> Entries taken from a collection

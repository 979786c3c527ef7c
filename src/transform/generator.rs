//! Ordered, de-duplicated variation generation.

use std::sync::Arc;

use ahash::{AHashMap, AHashSet};
use tracing::debug;

use crate::error::{QueryLensError, Result};
use crate::resources::Resources;
use crate::transform::clause_removal::ClauseRemovalTransformer;
use crate::transform::concept_expansion::ConceptExpansionTransformer;
use crate::transform::field_restrictions::FieldRestrictionsTransformer;
use crate::transform::logical_operator::LogicalOperatorTransformer;
use crate::transform::mesh_explosion::MeshExplosionTransformer;
use crate::transform::mesh_parent::MeshParentTransformer;
use crate::transform::{Candidate, TransformationKind, Transformer};

/// Runs registered transformers over a seed candidate.
pub struct VariationGenerator {
    transformers: AHashMap<TransformationKind, Arc<dyn Transformer>>,
}

impl std::fmt::Debug for VariationGenerator {
    fn fmt(&self, f: &mut std::fmt::Formatter<'_>) -> std::fmt::Result {
        let mut kinds: Vec<_> = self.transformers.keys().collect();
        kinds.sort();
        f.debug_struct("VariationGenerator")
            .field("transformers", &kinds)
            .finish()
    }
}

impl VariationGenerator {
    /// A generator with no transformers.
    pub fn empty() -> Self {
        VariationGenerator {
            transformers: AHashMap::new(),
        }
    }

    /// A generator with all six operators wired to `resources`.
    pub fn new(resources: &Resources) -> Self {
        let mut generator = Self::empty();
        generator.register(Arc::new(MeshExplosionTransformer::new()));
        generator.register(Arc::new(LogicalOperatorTransformer::new()));
        generator.register(Arc::new(FieldRestrictionsTransformer::new()));
        generator.register(Arc::new(MeshParentTransformer::new(Arc::clone(
            &resources.ontology,
        ))));
        generator.register(Arc::new(ClauseRemovalTransformer::new()));
        generator.register(Arc::new(ConceptExpansionTransformer::new(Arc::clone(
            &resources.concepts,
        ))));
        generator
    }

    /// Add or replace the transformer for its kind.
    pub fn register(&mut self, transformer: Arc<dyn Transformer>) {
        self.transformers.insert(transformer.kind(), transformer);
    }

    /// Apply `operators` in order to `seed`.
    ///
    /// Variations equal to the seed or to an earlier variation (by
    /// fingerprint) are dropped. Fails if an operator is not registered or a
    /// transformer fails.
    pub fn generate(
        &self,
        seed: &Candidate,
        operators: &[TransformationKind],
    ) -> Result<Vec<Candidate>> {
        let mut seen = AHashSet::new();
        seen.insert(seed.fingerprint());

        let mut candidates = Vec::new();
        for kind in operators {
            let transformer = self.transformers.get(kind).ok_or_else(|| {
                QueryLensError::transform(format!("operator '{kind}' is not registered"))
            })?;
            let variations = transformer.apply(seed.query())?;
            let produced = variations.len();
            let before = candidates.len();
            for query in variations {
                if seen.insert(query.fingerprint()) {
                    candidates.push(seed.derive(query, *kind));
                }
            }
            debug!(
                operator = %kind,
                produced,
                kept = candidates.len() - before,
                "applied transformation"
            );
        }
        Ok(candidates)
    }
}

> What is needed
The answer must hold exactly the lines of the entries above, from the first line through the line that contains "use crate::transform::clause_removal::ClauseRemovalTransformer;", and no others.

> Finished exercise
repository 979786c3c527ef7c
filename src/transform/generator.rs
//! Ordered, de-duplicated variation generation.

use std::sync::Arc;

use ahash::{AHashMap, AHashSet};
use tracing::debug;

use crate::error::{QueryLensError, Result};
use crate::resources::Resources;
use crate::transform::clause_removal::ClauseRemovalTransformer;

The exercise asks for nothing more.